Wednesday, March 3, 2021

Private Prisons: A Horror Story


I had a weird dream a few nights ago. Unusual. I was in a beautiful town full of fantastic mansions, manicured lawns, stunning trees, bright bushes and flowers everywhere. But I wasn't in heaven. It turns out the mansions housed the owners of private prisons who were in cahoots with local politicians to insure that 60% of the population of the town were incarcerated in those prisons. They had a quota and kept it. More prisoners, more profit. . 

For all the ranting I do about politics, I seldom to never have these kinds of dreams. I have mostly anxiety dreams. A common theme is being lost, even in places I know well, like being lost in Washington, DC.   

But then, this was kind of like that. I was lost in this town, but it was a town I did not know.  I don't know how I got there.   

Times.com
I pondered it over my morning coffee, and I've been pondering it ever since. It must have been the news of the day that Biden was making sure our government was NOT in the private prison business. About time. 

Imprisoning people for profit is a reprehensible idea on the face of it. Reports on private prisons, including a DOJ Inspector General's report in August 2016, confirm it. So do several books and articles, such as  Lauren Brooke Eisen's "Inside Private Prisons," based on her excellent investigative reporting.
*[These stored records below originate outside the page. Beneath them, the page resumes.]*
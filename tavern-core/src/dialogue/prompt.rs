//! Prompt assembly for NPC dialogue.
//!
//! The instruction block has a fixed shape the worker's output quality
//! depends on: character sheet, situation, optional player context,
//! roleplay rules, then the quoted player line and the closing cue.

use super::DialogueRequest;

const DEFAULT_DIALOGUE_STYLE: &str = "speaks naturally";
const DEFAULT_BACKSTORY: &str = "A mysterious figure with an unknown past";
const DEFAULT_MOOD: &str = "neutral";

/// Build the worker prompt for one dialogue turn.
pub fn build(request: &DialogueRequest<'_>) -> String {
    let npc = request.npc;
    let name = npc.name.as_str();

    format!(
        "You are {name}, a character in a fantasy RPG game.\n\
         \n\
         CHARACTER BACKGROUND:\n\
         - Personality: {personality}\n\
         - Dialogue Style: {style}\n\
         - Backstory: {backstory}\n\
         \n\
         CURRENT SITUATION:\n\
         - You are currently at {location}\n\
         - You are feeling {mood} today\n\
         - You are knowledgeable about: {knowledge}\n\
         {player_context}\n\
         \n\
         ROLEPLAY INSTRUCTIONS:\n\
         - Stay completely in character as {name}\n\
         - Respond naturally to what the player says\n\
         - Use your personality and dialogue style\n\
         - Draw from your knowledge areas when relevant\n\
         - Keep responses conversational and engaging (1-3 sentences typically)\n\
         - Don't break character or mention that you're an AI\n\
         - If the player asks about something outside your knowledge, respond as your character would\n\
         - React appropriately to the player's tone and content\n\
         \n\
         The player just said to you: \"{utterance}\"\n\
         \n\
         Respond as {name} would:",
        personality = npc.personality,
        style = npc.dialogue_style.as_deref().unwrap_or(DEFAULT_DIALOGUE_STYLE),
        backstory = npc.backstory.as_deref().unwrap_or(DEFAULT_BACKSTORY),
        location = npc.location,
        mood = npc.current_mood.as_deref().unwrap_or(DEFAULT_MOOD),
        knowledge = npc.knowledge.join(", "),
        player_context = player_context(request),
        utterance = request.utterance,
    )
}

/// The player-context line, or an empty string without a player.
fn player_context(request: &DialogueRequest<'_>) -> String {
    let Some(player) = request.player else {
        return String::new();
    };

    let mut context = format!(
        "\nThe player you're talking to is named {} and is currently at {}.",
        player.name, player.location
    );

    let active: Vec<&str> = player.active_quests().map(|q| q.name.as_str()).collect();
    if !active.is_empty() {
        context.push_str(&format!(" They have active quests: {}.", active.join(", ")));
    }

    context
}

#[cfg(test)]
mod tests {
    use super::*;
    use crate::world::{Npc, Player, Quest, QuestStatus};

    fn martha() -> Npc {
        Npc::new("Martha", "warm, welcoming", "village_inn")
            .with_knowledge(["local_gossip", "missing_cat_quest"])
            .with_mood("worried")
    }

    #[test]
    fn test_build_is_deterministic() {
        let npc = martha();
        let player = Player::new("Rook", "village_inn");
        let request = DialogueRequest::new(&npc, "Hello").with_player(&player);
        assert_eq!(build(&request), build(&request));
    }

    #[test]
    fn test_character_sheet_and_situation() {
        let npc = martha();
        let prompt = build(&DialogueRequest::new(&npc, "Have you seen my cat?"));

        assert!(prompt.starts_with("You are Martha, a character in a fantasy RPG game.\n"));
        assert!(prompt.contains("- Personality: warm, welcoming\n"));
        assert!(prompt.contains("- You are currently at village_inn\n"));
        assert!(prompt.contains("- You are feeling worried today\n"));
        assert!(prompt.contains("- You are knowledgeable about: local_gossip, missing_cat_quest\n"));
        assert!(prompt.contains("The player just said to you: \"Have you seen my cat?\""));
        assert!(prompt.ends_with("Respond as Martha would:"));
    }

    #[test]
    fn test_missing_fields_use_defaults() {
        let npc = Npc::new("Stranger", "quiet", "crossroads");
        let prompt = build(&DialogueRequest::new(&npc, "Hi"));

        assert!(prompt.contains("- Dialogue Style: speaks naturally\n"));
        assert!(prompt.contains("- Backstory: A mysterious figure with an unknown past\n"));
        assert!(prompt.contains("- You are feeling neutral today\n"));
    }

    #[test]
    fn test_player_region_omitted_without_player() {
        let npc = martha();
        let prompt = build(&DialogueRequest::new(&npc, "Hi"));

        assert!(!prompt.contains("The player you're talking to"));
        assert!(prompt.contains("missing_cat_quest\n\n\nROLEPLAY INSTRUCTIONS:\n"));
    }

    #[test]
    fn test_player_region_with_active_quests() {
        let npc = martha();
        let mut player = Player::new("Rook", "village_inn");
        player.add_quest(Quest::new("cat", "Find the Missing Cat"));
        player.add_quest(Quest::new("bread", "Fetch Bread").with_status(QuestStatus::Completed));
        player.add_quest(Quest::new("well", "Fix the Well"));

        let prompt = build(&DialogueRequest::new(&npc, "Hi").with_player(&player));

        assert!(prompt.contains(
            "missing_cat_quest\n\nThe player you're talking to is named Rook and is currently \
             at village_inn. They have active quests: Find the Missing Cat, Fix the Well.\n\n\
             ROLEPLAY INSTRUCTIONS:\n"
        ));
        assert!(!prompt.contains("Fetch Bread"));
    }

    #[test]
    fn test_quest_clause_omitted_without_active_quests() {
        let npc = martha();
        let mut player = Player::new("Rook", "forest_path");
        player.add_quest(Quest::new("bread", "Fetch Bread").with_status(QuestStatus::Completed));

        let prompt = build(&DialogueRequest::new(&npc, "Hi").with_player(&player));

        assert!(prompt.contains("is named Rook and is currently at forest_path.\n"));
        assert!(!prompt.contains("They have active quests"));
    }

    #[test]
    fn test_utterance_is_embedded_verbatim() {
        let npc = martha();
        let prompt = build(&DialogueRequest::new(&npc, "Is it \"safe\"\nout there?"));
        assert!(prompt.contains("The player just said to you: \"Is it \"safe\"\nout there?\""));
    }
}
//! QA tests for save/load and persistence functionality.
//!
//! These tests verify that game state is properly saved and restored.
//! Run with: `cargo test -p tavern-core --test qa_persistence`

use llama::testing::FakeLauncher;
use tavern_core::persist::{self, SaveMetadata};
use tavern_core::testing::fake_engine;
use tavern_core::{GameSession, GameWorld, PersistError, QuestStatus, SavedGame, TestHarness};
use tempfile::TempDir;

fn harness_in(dir: &TempDir) -> TestHarness {
    TestHarness::new(FakeLauncher::silent()).with_save_dir(dir.path())
}

// =============================================================================
// Round trip through the command loop
// =============================================================================

#[tokio::test]
async fn test_save_and_load_restores_player() {
    let dir = TempDir::new().expect("Failed to create temp directory");
    let mut harness = harness_in(&dir);

    harness.input("go north").await;
    harness.session.world_mut().player.add_item("cat_treats");
    let saved = harness.input("save slot1").await;
    assert!(saved.text.starts_with("Game saved to"));
    assert!(dir.path().join("slot1.json").exists());

    harness.input("go south").await;
    assert_eq!(harness.world().player.location, "village_inn");

    let loaded = harness.input("load slot1").await;
    assert!(loaded.text.starts_with("Game loaded from"), "{}", loaded.text);
    assert!(loaded.text.contains("Player: Adventurer (Level 1)"));
    assert_eq!(harness.world().player.location, "village_center");
    assert!(harness.world().player.has_item("cat_treats"));
}

#[tokio::test]
async fn test_load_missing_file_reports_error() {
    let dir = TempDir::new().expect("Failed to create temp directory");
    let mut harness = harness_in(&dir);

    let response = harness.input("load nothing_here").await;
    assert!(response.text.starts_with("Failed to load game:"));
    assert_eq!(harness.world().player.location, "village_inn");
}

#[tokio::test]
async fn test_overwrite_creates_backup() {
    let dir = TempDir::new().expect("Failed to create temp directory");
    let mut harness = harness_in(&dir);

    harness.input("save").await;
    harness.input("save").await;

    let mut names: Vec<String> = std::fs::read_dir(dir.path())
        .unwrap()
        .map(|e| e.unwrap().file_name().to_string_lossy().into_owned())
        .collect();
    names.sort();

    assert_eq!(names.len(), 2, "{names:?}");
    assert_eq!(names[0], "savegame.json");
    assert!(names[1].starts_with("savegame.json.backup_"));
}

#[tokio::test]
async fn test_saves_command_lists_metadata() {
    let dir = TempDir::new().expect("Failed to create temp directory");
    let mut harness = harness_in(&dir);

    assert_eq!(harness.input("saves").await.text, "No save files found.");

    harness.input("save my_game").await;
    std::fs::write(dir.path().join("notes.json"), "{}").unwrap();

    let listing = harness.input("saves").await.text;
    assert!(listing.contains("1. my_game.json - Adventurer (Level 1) at village_inn"));
    assert!(!listing.contains("notes.json"));
}

// =============================================================================
// File format
// =============================================================================

#[tokio::test]
async fn test_saved_game_file_round_trip() {
    let dir = TempDir::new().expect("Failed to create temp directory");
    let path = dir.path().join("quest_save.json");

    let mut world = GameWorld::village();
    world
        .player
        .update_quest_status("find_missing_cat", QuestStatus::Completed);
    let saved = SavedGame::new(&world);
    saved.save_json(&path).await.expect("Failed to save");

    let loaded = SavedGame::load_json(&path).await.expect("Failed to load");
    assert_eq!(loaded, saved);
    assert_eq!(loaded.metadata.active_quests, 0);

    let meta: SaveMetadata = SavedGame::peek_metadata(&path).await.expect("Failed to peek");
    assert_eq!(meta.player_name, "Adventurer");
}

#[tokio::test]
async fn test_version_mismatch_rejected() {
    let dir = TempDir::new().expect("Failed to create temp directory");
    let path = dir.path().join("old_save.json");

    let mut saved = SavedGame::new(&GameWorld::village());
    saved.version = 99;
    saved.save_json(&path).await.unwrap();

    assert!(matches!(
        SavedGame::load_json(&path).await,
        Err(PersistError::VersionMismatch { expected: 1, found: 99 })
    ));
}

#[tokio::test]
async fn test_corrupt_json_rejected() {
    let dir = TempDir::new().expect("Failed to create temp directory");
    let path = dir.path().join("broken_save.json");
    std::fs::write(&path, "{ not json").unwrap();

    assert!(matches!(
        SavedGame::load_json(&path).await,
        Err(PersistError::Json(_))
    ));
}

#[tokio::test]
async fn test_session_load_rejects_unknown_location() {
    let dir = TempDir::new().expect("Failed to create temp directory");
    let path = dir.path().join("lost_save.json");

    let mut world = GameWorld::village();
    world.player.location = "the_moon".to_string();
    SavedGame::new(&world).save_json(&path).await.unwrap();

    let launcher = FakeLauncher::silent();
    let result = GameSession::load(&path, fake_engine(&launcher)).await;
    assert!(result.is_err());
}

#[tokio::test]
async fn test_backup_of_missing_file_is_noop() {
    let dir = TempDir::new().expect("Failed to create temp directory");
    let backup = persist::backup(dir.path().join("savegame.json")).await.unwrap();
    assert!(backup.is_none());
}

#[tokio::test]
async fn test_rapid_backups_keep_every_copy() {
    let dir = TempDir::new().expect("Failed to create temp directory");
    let path = dir.path().join("savegame.json");

    tokio::fs::write(&path, "first").await.unwrap();
    let first = persist::backup(&path).await.unwrap().unwrap();
    tokio::fs::write(&path, "second").await.unwrap();
    let second = persist::backup(&path).await.unwrap().unwrap();

    assert_ne!(first, second);
    assert_eq!(tokio::fs::read_to_string(&first).await.unwrap(), "first");
    assert_eq!(tokio::fs::read_to_string(&second).await.unwrap(), "second");
}
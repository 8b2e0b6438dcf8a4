//! GameSession - the command interpreter for a running game.
//!
//! A session owns the world, the dialogue engine, and the conversation
//! log. Each line of player input goes through [`GameSession::handle`],
//! which either runs a command or, while talking to an NPC, forwards the
//! line to the dialogue engine.

use crate::dialogue::{DialogueEngine, DialogueLog, DialogueRequest};
use crate::persist::{self, PersistError, SavedGame, DEFAULT_SAVE_FILE};
use crate::world::{GameWorld, MoveError};
use llama::{ProcessLauncher, WorkerLauncher};
use std::path::{Path, PathBuf};
use thiserror::Error;
use tokio_util::sync::CancellationToken;

/// Lines that end a conversation.
const FAREWELLS: [&str; 4] = ["exit", "quit", "bye", "goodbye"];

/// Exchanges shown by the `history` command.
const HISTORY_SHOWN: usize = 10;

/// Errors from building a session.
#[derive(Debug, Error)]
pub enum SessionError {
    #[error("Persistence error: {0}")]
    Persist(#[from] PersistError),

    #[error("Save places the player at unknown location `{0}`")]
    UnknownLocation(String),
}

/// Result of one line of input.
#[derive(Debug, Clone, PartialEq, Eq)]
pub struct Response {
    /// Text to show the player.
    pub text: String,

    /// Whether the player asked to leave the game.
    pub quit: bool,
}

impl Response {
    fn say(text: impl Into<String>) -> Self {
        Self {
            text: text.into(),
            quit: false,
        }
    }

    fn quit(text: impl Into<String>) -> Self {
        Self {
            text: text.into(),
            quit: true,
        }
    }
}

/// A running game.
pub struct GameSession<L = ProcessLauncher> {
    world: GameWorld,
    engine: DialogueEngine<L>,
    log: DialogueLog,
    conversation: Option<String>,
    save_dir: PathBuf,
}
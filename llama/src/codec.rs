//! Sentinel-framed turn protocol.
//!
//! A turn is one prompt written to the worker's stdin followed by every
//! line it prints until a line containing the sentinel. The sentinel line
//! itself is not part of the response. End of stream also ends the turn,
//! leaving whatever was read so far.

use crate::Error;
use tokio::io::{AsyncBufRead, AsyncBufReadExt, AsyncWrite, AsyncWriteExt};

/// The response lines of one turn.
#[derive(Debug, Clone, PartialEq, Eq)]
pub struct Frame {
    /// Trimmed lines joined by single spaces.
    pub text: String,

    /// Whether the sentinel was seen. `false` means the stream ended first.
    pub terminated: bool,
}

/// Write `prompt` and read back one framed response.
pub async fn send_turn<W, R>(
    writer: &mut W,
    reader: &mut R,
    prompt: &str,
    sentinel: &str,
) -> Result<Frame, Error>
where
    W: AsyncWrite + Unpin,
    R: AsyncBufRead + Unpin,
{
    write_prompt(writer, prompt).await?;
    read_frame(reader, sentinel).await
}

/// Write the prompt with a single trailing newline and flush it.
pub async fn write_prompt<W>(writer: &mut W, prompt: &str) -> Result<(), Error>
where
    W: AsyncWrite + Unpin,
{
    writer.write_all(prompt.as_bytes()).await?;
    writer.write_all(b"\n").await?;
    writer.flush().await?;
    Ok(())
}

/// Read lines until the sentinel or end of stream.
pub async fn read_frame<R>(reader: &mut R, sentinel: &str) -> Result<Frame, Error>
where
    R: AsyncBufRead + Unpin,
{
    let mut lines = Vec::new();
    let mut line = String::new();

    let terminated = loop {
        line.clear();
        if reader.read_line(&mut line).await? == 0 {
            break false;
        }
        if line.contains(sentinel) {
            break true;
        }
        lines.push(line.trim().to_string());
    };

    Ok(Frame {
        text: lines.join(" ").trim().to_string(),
        terminated,
    })
}

#[cfg(test)]
mod tests {
    use super::*;
    use tokio::io::BufReader;

    async fn frame_of(output: &str) -> Frame {
        let mut reader = BufReader::new(output.as_bytes());
        read_frame(&mut reader, "User:").await.unwrap()
    }

    #[tokio::test]
    async fn test_sentinel_line_is_excluded() {
        let frame = frame_of("Hello\nthere.\nUser:\n").await;
        assert_eq!(frame.text, "Hello there.");
        assert!(frame.terminated);
    }

    #[tokio::test]
    async fn test_sentinel_anywhere_in_line_ends_turn() {
        let frame = frame_of("Aye.\n> User: \nnot read\n").await;
        assert_eq!(frame.text, "Aye.");
        assert!(frame.terminated);
    }

    #[tokio::test]
    async fn test_end_of_stream_keeps_partial_text() {
        let frame = frame_of("  I was about to say  \nsomething").await;
        assert_eq!(frame.text, "I was about to say something");
        assert!(!frame.terminated);
    }

    #[tokio::test]
    async fn test_empty_stream() {
        let frame = frame_of("").await;
        assert_eq!(frame.text, "");
        assert!(!frame.terminated);
    }

    #[tokio::test]
    async fn test_lines_after_sentinel_stay_buffered() {
        let mut reader = BufReader::new("one\nUser:\ntwo\nUser:\n".as_bytes());
        assert_eq!(read_frame(&mut reader, "User:").await.unwrap().text, "one");
        assert_eq!(read_frame(&mut reader, "User:").await.unwrap().text, "two");
    }

    #[tokio::test]
    async fn test_prompt_is_written_verbatim_with_one_newline() {
        let mut written = Vec::new();
        let mut reader = BufReader::new("ok\nUser:\n".as_bytes());

        let frame = send_turn(&mut written, &mut reader, "line one\nline two", "User:")
            .await
            .unwrap();

        assert_eq!(written, b"line one\nline two\n");
        assert_eq!(frame.text, "ok");
    }

    #[tokio::test]
    async fn test_invalid_utf8_is_pipe_failure() {
        let bytes: &[u8] = &[0xff, 0xfe, b'\n'];
        let mut reader = BufReader::new(bytes);
        let err = read_frame(&mut reader, "User:").await.unwrap_err();
        assert!(matches!(err, Error::PipeBroken(_)));
    }
}
//! Worker supervision.
//!
//! A [`Worker`] owns at most one running worker process. It is started
//! lazily by the first turn and reused by every later turn. All access to
//! the pipes goes through one async mutex, so turns never interleave.

use crate::codec::{self, Frame};
use crate::{Error, WorkerConfig};
use std::process::Stdio;
use std::sync::atomic::{AtomicUsize, Ordering};
use std::time::Duration;
use tokio::io::{AsyncRead, AsyncWrite, BufReader};
use tokio::process::{Child, Command};
use tokio::sync::Mutex;
use tokio_util::sync::CancellationToken;

/// Raw pipes of a freshly launched worker.
pub struct WorkerPipes {
    /// Worker stdin.
    pub stdin: Box<dyn AsyncWrite + Send + Unpin>,

    /// Worker stdout.
    pub stdout: Box<dyn AsyncRead + Send + Unpin>,

    /// The OS process, if there is one.
    pub child: Option<Child>,
}

/// Something that can start a worker.
pub trait WorkerLauncher: Send + Sync {
    /// Start a worker and hand back its pipes.
    fn launch(&self) -> Result<WorkerPipes, Error>;
}

/// Launches `llama-cli` as a child process.
#[derive(Debug, Clone)]
pub struct ProcessLauncher {
    config: WorkerConfig,
}

impl ProcessLauncher {
    pub fn new(config: WorkerConfig) -> Self {
        Self { config }
    }

    fn spawn_error(&self, source: std::io::Error) -> Error {
        Error::Spawn {
            program: self.config.program.display().to_string(),
            source,
        }
    }
}

impl WorkerLauncher for ProcessLauncher {
    fn launch(&self) -> Result<WorkerPipes, Error> {
        let mut child = Command::new(&self.config.program)
            .args(self.config.args())
            .stdin(Stdio::piped())
            .stdout(Stdio::piped())
            .stderr(Stdio::inherit())
            .kill_on_drop(true)
            .spawn()
            .map_err(|e| self.spawn_error(e))?;

        let stdin = child
            .stdin
            .take()
            .ok_or_else(|| self.spawn_error(std::io::Error::other("stdin was not piped")))?;
        let stdout = child
            .stdout
            .take()
            .ok_or_else(|| self.spawn_error(std::io::Error::other("stdout was not piped")))?;

        Ok(WorkerPipes {
            stdin: Box::new(stdin),
            stdout: Box::new(stdout),
            child: Some(child),
        })
    }
}

/// A started worker with its pipes. Only [`Worker`] holds one.
pub(crate) struct WorkerHandle {
    stdin: Box<dyn AsyncWrite + Send + Unpin>,
    stdout: BufReader<Box<dyn AsyncRead + Send + Unpin>>,
    child: Option<Child>,
}

impl WorkerHandle {
    pub(crate) fn new(pipes: WorkerPipes) -> Self {
        Self {
            stdin: pipes.stdin,
            stdout: BufReader::new(pipes.stdout),
            child: pipes.child,
        }
    }

    /// OS process id, if the worker is a real process that has not been reaped.
    pub(crate) fn id(&self) -> Option<u32> {
        self.child.as_ref().and_then(Child::id)
    }

    /// Run one turn over the pipes.
    pub(crate) async fn exchange(&mut self, prompt: &str, sentinel: &str) -> Result<Frame, Error> {
        codec::send_turn(&mut self.stdin, &mut self.stdout, prompt, sentinel).await
    }

    /// Close the pipes and stop the process.
    async fn terminate(self) {
        let Self { stdin, stdout, child } = self;
        drop(stdin);
        drop(stdout);

        if let Some(mut child) = child {
            if let Err(e) = child.kill().await {
                tracing::debug!(error = %e, "worker already gone");
            }
        }
    }
}

/// Supervisor for one persistent worker.
pub struct Worker<L> {
    launcher: L,
    handle: Mutex<Option<WorkerHandle>>,
    sentinel: String,
    turn_timeout: Option<Duration>,
    launches: AtomicUsize,
}

impl Worker<ProcessLauncher> {
    /// A supervisor that spawns the configured `llama-cli` process.
    pub fn from_config(config: WorkerConfig) -> Self {
        let launcher = ProcessLauncher::new(config.clone());
        Self::new(launcher, &config)
    }
}

impl<L: WorkerLauncher> Worker<L> {
    /// Create a supervisor. Nothing is launched until the first turn.
    pub fn new(launcher: L, config: &WorkerConfig) -> Self {
        Self {
            launcher,
            handle: Mutex::new(None),
            sentinel: config.sentinel.clone(),
            turn_timeout: config.turn_timeout,
            launches: AtomicUsize::new(0),
        }
    }

    /// Send one prompt and wait for the framed reply.
    ///
    /// The worker is launched if no handle exists. A handle that saw its
    /// turn through to the sentinel is kept for the next call; on any
    /// failure, or when the stream ends mid-turn, it is discarded so the
    /// next call launches a fresh worker.
    ///
    /// A kept handle keeps whatever the worker wrote past the sentinel. If
    /// the worker answers one prompt with several frames, the extra frames
    /// are returned by later calls; framing does not resynchronize.
    pub async fn send(&self, prompt: &str, cancel: &CancellationToken) -> Result<String, Error> {
        let mut slot = tokio::select! {
            biased;
            _ = cancel.cancelled() => return Err(Error::Cancelled),
            slot = self.handle.lock() => slot,
        };

        let mut handle = match slot.take() {
            Some(handle) => handle,
            None => self.start()?,
        };

        let outcome = tokio::select! {
            biased;
            _ = cancel.cancelled() => Err(Error::Cancelled),
            result = self.exchange(&mut handle, prompt) => result,
        };

        match outcome {
            Ok(frame) if frame.terminated => {
                *slot = Some(handle);
                Ok(frame.text)
            }
            Ok(frame) => {
                tracing::warn!(
                    partial_bytes = frame.text.len(),
                    "worker output ended mid-turn; discarding handle"
                );
                handle.terminate().await;
                if frame.text.is_empty() {
                    Err(Error::WorkerExited)
                } else {
                    Ok(frame.text)
                }
            }
            Err(err) => {
                tracing::warn!(error = %err, "worker turn failed; discarding handle");
                handle.terminate().await;
                Err(err)
            }
        }
    }

    /// Whether a worker handle is currently held.
    pub async fn is_running(&self) -> bool {
        self.handle.lock().await.is_some()
    }

    /// Number of successful launches so far.
    pub fn launches(&self) -> usize {
        self.launches.load(Ordering::SeqCst)
    }

    /// Stop the worker, if one is running.
    pub async fn shutdown(&self) {
        if let Some(handle) = self.handle.lock().await.take() {
            tracing::info!(pid = ?handle.id(), "stopping worker");
            handle.terminate().await;
        }
    }

    fn start(&self) -> Result<WorkerHandle, Error> {
        let handle = WorkerHandle::new(self.launcher.launch()?);
        let launches = self.launches.fetch_add(1, Ordering::SeqCst) + 1;
        tracing::info!(pid = ?handle.id(), launches, "worker started");
        Ok(handle)
    }

    async fn exchange(&self, handle: &mut WorkerHandle, prompt: &str) -> Result<Frame, Error> {
        let turn = handle.exchange(prompt, &self.sentinel);
        let frame = match self.turn_timeout {
            Some(limit) => tokio::time::timeout(limit, turn)
                .await
                .map_err(|_| Error::Timeout(limit))??,
            None => turn.await?,
        };

        tracing::debug!(
            prompt_bytes = prompt.len(),
            reply_bytes = frame.text.len(),
            terminated = frame.terminated,
            "worker turn complete"
        );
        Ok(frame)
    }
}
#[cfg(test)]
mod tests {
    use super::*;

    #[test]
    fn test_village_starts_at_inn() {
        let world = GameWorld::village();
        let location = world.current_location().unwrap();
        assert_eq!(location.name, "The Prancing Pony Inn");

        let here: Vec<&str> = world.npcs_at("village_inn").iter().map(|(id, _)| *id).collect();
        assert_eq!(here, vec!["innkeeper"]);
    }

    #[test]
    fn test_find_npc_by_name_or_id() {
        let world = GameWorld::village();
        assert_eq!(world.find_npc("  martha ").map(|(id, _)| id), Some("innkeeper"));
        assert_eq!(world.find_npc("ELDER ALDRIC").map(|(id, _)| id), Some("village_elder"));
        assert_eq!(world.find_npc("blacksmith").map(|(_, n)| n.name.as_str()), Some("Gareth"));
        assert!(world.find_npc("nobody").is_none());
    }

    #[test]
    fn test_move_player() {
        let mut world = GameWorld::village();
        let location = world.move_player("North").unwrap();
        assert_eq!(location.name, "Village Square");
        assert_eq!(world.player.location, "village_center");
        assert!(world.is_npc_here("village_elder"));
        assert!(!world.is_npc_here("innkeeper"));
    }

    #[test]
    fn test_move_without_exit() {
        let mut world = GameWorld::village();
        let err = world.move_player("up").unwrap_err();
        assert_eq!(
            err,
            MoveError::NoExit {
                direction: "up".to_string(),
                available: vec!["east".to_string(), "north".to_string()],
            }
        );
        assert_eq!(world.player.location, "village_inn");
    }

    #[test]
    fn test_move_to_missing_location() {
        let mut world = GameWorld::new(Player::new("Rook", "cell"))
            .with_location("cell", Location::new("Cell", "Damp.").with_exit("out", "void"));
        assert!(matches!(
            world.move_player("out"),
            Err(MoveError::UnknownLocation { .. })
        ));
        assert_eq!(world.player.location, "cell");
    }

    #[test]
    fn test_inventory_bookkeeping() {
        let mut player = Player::new("Rook", "cell");
        player.add_item("lockpick");
        player.add_item("lockpick");
        assert!(player.has_item("lockpick"));
        assert!(player.remove_item("lockpick"));
        assert!(player.has_item("lockpick"));
        assert!(player.remove_item("lockpick"));
        assert!(!player.remove_item("lockpick"));
    }

    #[test]
    fn test_quest_status_updates() {
        let mut world = GameWorld::village();
        assert_eq!(world.player.active_quests().count(), 1);
        assert!(world
            .player
            .update_quest_status("find_missing_cat", QuestStatus::Completed));
        assert_eq!(world.player.active_quests().count(), 0);
        assert!(!world.player.update_quest_status("slay_dragon", QuestStatus::Failed));
    }

    #[test]
    fn test_quest_status_serializes_lowercase() {
        let json = serde_json::to_string(&QuestStatus::Active).unwrap();
        assert_eq!(json, "\"active\"");
    }
}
Eisen writes: "When the tough-on-crime politics of the 1980s overcrowded state prisons, private companies saw potential profit in building and operating correctional facilities. Today more than a hundred thousand of the 1.5 million incarcerated Americans are held in private prisons in twenty-nine states and federal corrections. Private prisons are criticized for making money off mass incarceration—to the tune of $5 billion in annual revenue." Amazing, isn't it?

These prisons are also a horror story of  social control. My dream threw in control of population growth, too. I'm no Stephen King, but only dystopian ideas and images come to mind.  Who monitors private prisons? Why are they notoriously overcrowded? Who are the prisoners?  Right, mostly African-Americans, mostly people of color, and also thousands of immigrant detainees.  Images of 1984 the novel swim in my head.  

It's time to abolish for-profit prisons, on legal, moral and ethical grounds. 

Some sources: 

1)  https://www.aclu.org/blog/prisoners-rights/cruel-inhuman-and-degrading-conditions/end-prisons-profit  

2)  https://oig.justice.gov/reports/2016/e1606.pdf

3) Lauren-Brooke Eisen’s work as a prosecutor, journalist, and attorney at policy think tanks. Inside Private Prisons blends investigative reporting and quantitative and historical research to analyze privatized corrections in America.

4)  https://www.motherjones.com/politics/2016/06/cca-private-prisons-corrections-corporation-inmates-investigation-bauer/ Mother Jones sent journalist Shane Bauer to work in a private prison in Louisiana. We get a blow-by-blow account of his days in this long investigative journalism piece.  


5)  https://time.com/5013760/american-private-prisons-donald-trump/  

6) https://ndsmcobserver.com/2020/09/abolish-private-prisons/ A group of Notre Dame students and faculty, called "Abolish Private Prisons," has filed a law suit. They want the college to divest from Private Prison investments. The US Conference of Catholic Bishops and 43 Bishops of the South have called for an end to for-profit prisons "because they are not consistent with treating each and every person with dignity."